*** Opening Data records ***

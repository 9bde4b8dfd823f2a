//! Typography normalization for TTS input.

use once_cell::sync::Lazy;
use regex::Regex;

const REPLACEMENTS: &[(char, &str)] = &[
    ('\u{201C}', "\""),
    ('\u{201D}', "\""),
    ('\u{2018}', "'"),
    ('\u{2019}', "'"),
    ('\u{2026}', "..."),
    ('\u{2014}', "-"),
    ('\u{2013}', "-"),
    ('\u{00A0}', " "),
];

static INLINE_SPACE_RE: Lazy<Regex> =
    Lazy::new(|| Regex::new(r"[ \t]+").expect("valid inline space regex"));

// Lowercase letter + terminal punctuation glued to the next capital.
static GLUED_SENTENCE_RE: Lazy<Regex> =
    Lazy::new(|| Regex::new(r"(\p{Ll}[.!?]+)(\p{Lu})").expect("valid glued sentence regex"));

/// Normalize quotes, dashes and spacing so TTS engines read text evenly.
///
/// Line breaks are kept so paragraph and line structure survive.
pub fn normalize_text(text: &str) -> String {
    let mut out = String::with_capacity(text.len());
    for c in text.chars() {
        match REPLACEMENTS.iter().find(|(from, _)| *from == c) {
            Some((_, to)) => out.push_str(to),
            None => out.push(c),
        }
    }

    let out = INLINE_SPACE_RE.replace_all(&out, " ");
    GLUED_SENTENCE_RE.replace_all(&out, "$1 $2").into_owned()
}
//! Last-resort character splitting.

use crate::utils::char_limit_for_tokens;

/// Split `text` into pieces of at most `max(1, floor(token_budget * chars_per_token))`
/// characters.
///
/// Each cut prefers the last whitespace inside the window so words stay whole.
/// A window with no usable whitespace is cut exactly at the limit, even
/// mid-word; a single unbroken run never exceeds the budget.
pub fn split_by_chars(text: &str, token_budget: usize, chars_per_token: f64) -> Vec<String> {
    let chars: Vec<char> = text.chars().collect();
    let char_limit = char_limit_for_tokens(token_budget, chars_per_token);

    let mut pieces = Vec::new();
    let mut start = 0usize;

    while start < chars.len() {
        if chars[start].is_whitespace() {
            start += 1;
            continue;
        }

        let window_end = start.saturating_add(char_limit).min(chars.len());
        let mut split_at = window_end;

        if window_end < chars.len() {
            // The char at `window_end` is the first one left out, so a space
            // there still lets the whole window through.
            if let Some(boundary) =
                (start + 1..=window_end).rev().find(|&idx| chars[idx].is_whitespace())
            {
                split_at = boundary;
            }
        }

        // Always move forward, even if the boundary search misbehaves.
        let split_at = split_at.max(start + 1);

        let piece: String = chars[start..split_at].iter().collect();
        let piece = piece.trim();
        if !piece.is_empty() {
            pieces.push(piece.to_string());
        }

        start = split_at;
    }

    pieces
}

*** Closing Data records ***

__Work item__: All lines from the one that holds "usize, chars_per_token: f64)" to the end of the entries above must be transcribed exactly, both ends included, and no others.

__Solution for this task__:
pub fn split_by_chars(text: &str, token_budget: usize, chars_per_token: f64) -> Vec<String> {
    let chars: Vec<char> = text.chars().collect();
    let char_limit = char_limit_for_tokens(token_budget, chars_per_token);

    let mut pieces = Vec::new();
    let mut start = 0usize;

    while start < chars.len() {
        if chars[start].is_whitespace() {
            start += 1;
            continue;
        }

        let window_end = start.saturating_add(char_limit).min(chars.len());
        let mut split_at = window_end;

        if window_end < chars.len() {
            // The char at `window_end` is the first one left out, so a space
            // there still lets the whole window through.
            if let Some(boundary) =
                (start + 1..=window_end).rev().find(|&idx| chars[idx].is_whitespace())
            {
                split_at = boundary;
            }
        }

        // Always move forward, even if the boundary search misbehaves.
        let split_at = split_at.max(start + 1);

        let piece: String = chars[start..split_at].iter().collect();
        let piece = piece.trim();
        if !piece.is_empty() {
            pieces.push(piece.to_string());
        }

        start = split_at;
    }

    pieces
}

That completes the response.